When MPs pass through the lobbies of the House of Commons this evening, the fundamental choice they will face is whether or not to implement the decision of the British people who voted for Brexit.

I know that many ConservativeHome readers have had concerns about some of the detail of the agreement which was reached between the United Kingdom and the EU at the end of last year. But the deal that MPs will be voting on tonight is an improved Brexit deal containing crucial hard won changes.

Since the original deal was rejected in January, I have met MPs from all sides of the House. I have listened to their concerns – and I have taken those concerns to the EU, the biggest of which was that we may become trapped in the so-called backstop indefinitely. I have held more than 40 conversations with my fellow EU leaders on the telephone and in person. Along with the Attorney General and the Brexit Secretary, I have fought hard and explored every idea and avenue to secure the changes which Parliament requested.

Last night, following a face to face meeting with Jean Claude Juncker, I was able to announce that we have secured legally-binding changes which address MPs’ concerns about the need to protect the UK from being stuck in the backstop against its will.

First, there is now a legally-binding joint instrument — with comparable legal weight to the Withdrawal Agreement – which will guarantee that the EU cannot act with the intent of applying the backstop indefinitely. If they do, it can be challenged through arbitration and if they are found to be in breach the UK can ultimately suspend the backstop.

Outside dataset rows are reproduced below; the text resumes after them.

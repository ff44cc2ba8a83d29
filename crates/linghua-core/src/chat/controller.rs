//! Chat controller: validation, sanitization, rendering, persistence, and the
//! simulated-latency reply cycle.
//!
//! The send control has two states, Idle and Busy. A valid send moves to
//! Busy and schedules one reply task; the task renders and persists the
//! canned reply after the configured delay and moves back to Idle. Sends
//! while Busy are rejected, so at most one reply is ever pending.

use std::sync::Arc;
use std::sync::atomic::{AtomicBool, Ordering};
use std::time::Duration;

use linghua_types::chat::{ChatHistory, ChatMessage, ChatRole};
use linghua_types::config::LinghuaConfig;
use linghua_types::error::ChatError;
use tokio::sync::Mutex;
use tokio::task::JoinHandle;
use tokio_util::sync::CancellationToken;
use tracing::{Instrument, debug, info, info_span, warn};

use super::escape::escape;
use super::history::HistoryStore;
use super::reply::ReplyEngine;
use super::view::ChatView;
use crate::storage::kv_store::KvStore;

/// Notice shown when the user sends an empty message.
pub const EMPTY_INPUT_NOTICE: &str = "请输入您的问题/需求！";

/// Confirmation prompt before clearing the history.
pub const CLEAR_CONFIRM_PROMPT: &str = "确定要清空所有对话记录吗？";

/// The reply task scheduled by the last accepted send.
struct PendingReply {
    /// Resolves to whether the reply was rendered and stored.
    handle: JoinHandle<bool>,
    cancel: CancellationToken,
}

/// Orchestrates one chat panel.
///
/// Generic over the key-value store and the view so the same flow drives the
/// terminal front end and in-memory transcripts.
pub struct ChatController<S: KvStore + 'static, V: ChatView + 'static> {
    history: Arc<Mutex<HistoryStore<S>>>,
    view: Arc<V>,
    replies: Arc<ReplyEngine>,
    greeting: String,
    quick_replies: Vec<String>,
    reply_delay: Duration,
    busy: Arc<AtomicBool>,
    /// Parent of every pending reply's token; cancelled on shutdown or drop.
    root: CancellationToken,
    pending: Option<PendingReply>,
}

impl<S: KvStore + 'static, V: ChatView + 'static> ChatController<S, V> {
    /// Create a controller with the default greeting, quick replies, reply
    /// table, and 800 ms simulated latency.
    pub fn new(history: HistoryStore<S>, view: Arc<V>) -> Self {
        Self::from_config(history, view, &LinghuaConfig::default())
    }

    /// Create a controller using the greeting, quick replies, and latency
    /// from `config`. The history cap is the one `history` was built with.
    pub fn from_config(history: HistoryStore<S>, view: Arc<V>, config: &LinghuaConfig) -> Self {
        Self {
            history: Arc::new(Mutex::new(history)),
            view,
            replies: Arc::new(ReplyEngine::default()),
            greeting: config.greeting.clone(),
            quick_replies: config.quick_replies.clone(),
            reply_delay: Duration::from_millis(config.reply_delay_ms),
            busy: Arc::new(AtomicBool::new(false)),
            root: CancellationToken::new(),
            pending: None,
        }
    }

    pub fn with_reply_engine(mut self, replies: ReplyEngine) -> Self {
        self.replies = Arc::new(replies);
        self
    }

    pub fn with_reply_delay(mut self, delay: Duration) -> Self {
        self.reply_delay = delay;
        self
    }

    pub fn view(&self) -> &Arc<V> {
        &self.view
    }

    pub fn greeting(&self) -> &str {
        &self.greeting
    }

    pub fn quick_replies(&self) -> &[String] {
        &self.quick_replies
    }

    /// Whether a reply is pending (the send control is disabled).
    pub fn is_busy(&self) -> bool {
        self.busy.load(Ordering::SeqCst)
    }

    /// Snapshot of the current history.
    pub async fn history(&self) -> ChatHistory {
        self.history.lock().await.history().clone()
    }

    /// Render the greeting followed by every stored message, oldest first.
    #[tracing::instrument(name = "load_history", skip(self))]
    pub async fn load_history(&self) {
        self.view.reset();
        self.view.render(ChatRole::Assistant, &self.greeting);

        let history = self.history.lock().await;
        for message in history.history() {
            self.view.render(message.role, &message.content);
        }
        debug!(count = history.history().len(), "Chat history rendered");
    }

    /// Send a user message and schedule the canned reply.
    ///
    /// Empty (after trimming) input shows a notice and changes nothing.
    /// Input is escaped once here; the escaped text is what gets rendered,
    /// stored, and matched by the reply engine.
    #[tracing::instrument(
        name = "chat_send",
        skip(self, raw_input),
        fields(input_chars = raw_input.chars().count())
    )]
    pub async fn send(&mut self, raw_input: &str) -> Result<(), ChatError> {
        let trimmed = raw_input.trim();
        if trimmed.is_empty() {
            self.view.notify(EMPTY_INPUT_NOTICE);
            return Err(ChatError::EmptyInput);
        }

        if self
            .busy
            .compare_exchange(false, true, Ordering::SeqCst, Ordering::SeqCst)
            .is_err()
        {
            debug!("Send rejected while a reply is pending");
            return Err(ChatError::Busy);
        }

        let message = escape(trimmed);
        self.view.set_busy(true);
        self.view.render(ChatRole::User, &message);

        if let Err(e) = self
            .history
            .lock()
            .await
            .append(ChatMessage::user(message.clone()))
            .await
        {
            warn!(error = %e, "Failed to persist user message");
        }

        self.view.clear_input();
        self.schedule_reply(message);
        Ok(())
    }

    /// Send the quick reply at `index` exactly as if it had been typed.
    pub async fn send_quick_reply(&mut self, index: usize) -> Result<(), ChatError> {
        let text = self
            .quick_replies
            .get(index)
            .cloned()
            .ok_or(ChatError::UnknownQuickReply(index))?;
        self.send(&text).await
    }

    /// Ask for confirmation, then clear the history and re-render the panel.
    ///
    /// Returns whether the history was cleared. A pending reply still fires
    /// afterwards and lands in the fresh history.
    #[tracing::instrument(name = "chat_clear", skip(self), fields(pending = self.pending.is_some()))]
    pub async fn clear(&mut self) -> bool {
        if !self.view.confirm(CLEAR_CONFIRM_PROMPT) {
            debug!("History clear declined");
            return false;
        }

        if let Err(e) = self.history.lock().await.clear().await {
            warn!(error = %e, "Failed to remove persisted chat history");
        }
        info!("Chat history cleared");

        self.load_history().await;
        true
    }

    /// Wait until the pending reply (if any) has fired.
    pub async fn wait_for_reply(&mut self) {
        self.join_pending().await;
    }

    /// Cancel the pending reply before it fires.
    ///
    /// Returns `true` when the reply was stopped: nothing was rendered or
    /// stored and the controller is Idle again. Returns `false` when nothing
    /// was pending or the reply had already been delivered.
    pub async fn cancel_pending(&mut self) -> bool {
        let Some(pending) = self.pending.as_ref() else {
            return false;
        };
        pending.cancel.cancel();
        matches!(self.join_pending().await, Some(false))
    }

    /// Cancel any pending reply. Replies scheduled afterwards are cancelled
    /// as soon as they start.
    pub async fn shutdown(&mut self) {
        self.root.cancel();
        self.join_pending().await;
    }

    /// Await the pending task. `Some(replied)` when there was one.
    async fn join_pending(&mut self) -> Option<bool> {
        let pending = self.pending.take()?;
        match pending.handle.await {
            Ok(replied) => Some(replied),
            Err(e) => {
                warn!(error = %e, "Reply task failed");
                self.busy.store(false, Ordering::SeqCst);
                self.view.set_busy(false);
                Some(false)
            }
        }
    }

    fn schedule_reply(&mut self, message: String) {
        let cancel = self.root.child_token();
        let token = cancel.clone();
        let history = Arc::clone(&self.history);
        let view = Arc::clone(&self.view);
        let replies = Arc::clone(&self.replies);
        let busy = Arc::clone(&self.busy);
        let delay = self.reply_delay;

        let span = info_span!("chat_reply", delay_ms = delay.as_millis() as u64);
        let handle = tokio::spawn(
            async move {
                let replied = tokio::select! {
                    _ = token.cancelled() => {
                        debug!("Pending reply cancelled");
                        false
                    }
                    _ = tokio::time::sleep(delay) => {
                        let reply = replies.reply(&message);
                        view.render(ChatRole::Assistant, &reply);
                        if let Err(e) = history
                            .lock()
                            .await
                            .append(ChatMessage::assistant(reply))
                            .await
                        {
                            warn!(error = %e, "Failed to persist assistant reply");
                        }
                        true
                    }
                };
                busy.store(false, Ordering::SeqCst);
                view.set_busy(false);
                replied
            }
            .instrument(span),
        );

        self.pending = Some(PendingReply { handle, cancel });
    }
}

It also includes a legally binding commitment that both sides will work to have alternative arrangements in place to replace the backstop by December 2020, so that it never needs to be used. Furthermore, it confirms that whatever replaces the backstop doesn’t need to replicate it.

And it entrenches in legally-binding form the commitments made in the exchange of letters with Presidents Tusk and Juncker in January.

Second, alongside this new joint instrument, the United Kingdom Government will make a Unilateral Declaration that if the backstop comes into use and it does not prove possible to negotiate a subsequent agreement, it is the position of the United Kingdom that there would be nothing to prevent the UK instigating measures that could ultimately dis-apply the backstop.

Third, the UK and the EU have made a joint statement in relation to the Political Declaration.

It sets out a number of commitments to enhance and expedite the process of negotiating and bringing into force the future relationship. This includes beginning the work to replace the backstop with alternative arrangements immediately. There will be a specific negotiating track on alternative arrangements from the very start of the next phase of negotiations. It will consider facilitations and technologies – both those currently ready and emerging.

The UK’s position will be informed by the three domestic groups announced last week – for technical experts, MPs, and business and trade unions. I would urge MPs now to study these changes in detail in advance of the Meaningful Vote.

Back the improved deal and we are out of the EU. We will take back control. We will regain control of our laws, by ending the jurisdiction of the European Court of Justice in the UK. For the first time in decades, we will be in control of our borders – ending free movement. The days of making vast annual payments to the EU will be over.

We will be outside of the Common Agricultural Policy and the Common Fisheries policy — once again becoming an independent coastal state and bringing an end to the hardship inflicted upon our fishermen.

Crucially, we will have our own independent trade policy, outside of the Customs Union and able to sign ambitious deals with friends old and new.

Reject the deal, however, and we do not know what the consequences may be. We would face delay and spend months going over the same arguments again and again. We may leave without the protections for jobs and security which the deal provides. We may never leave at all.  None of those outcomes is attractive – and they run contrary to the message that I have heard time and again from people and businesses up and down the country that what they want is for MPs to get on with the job of delivering Brexit.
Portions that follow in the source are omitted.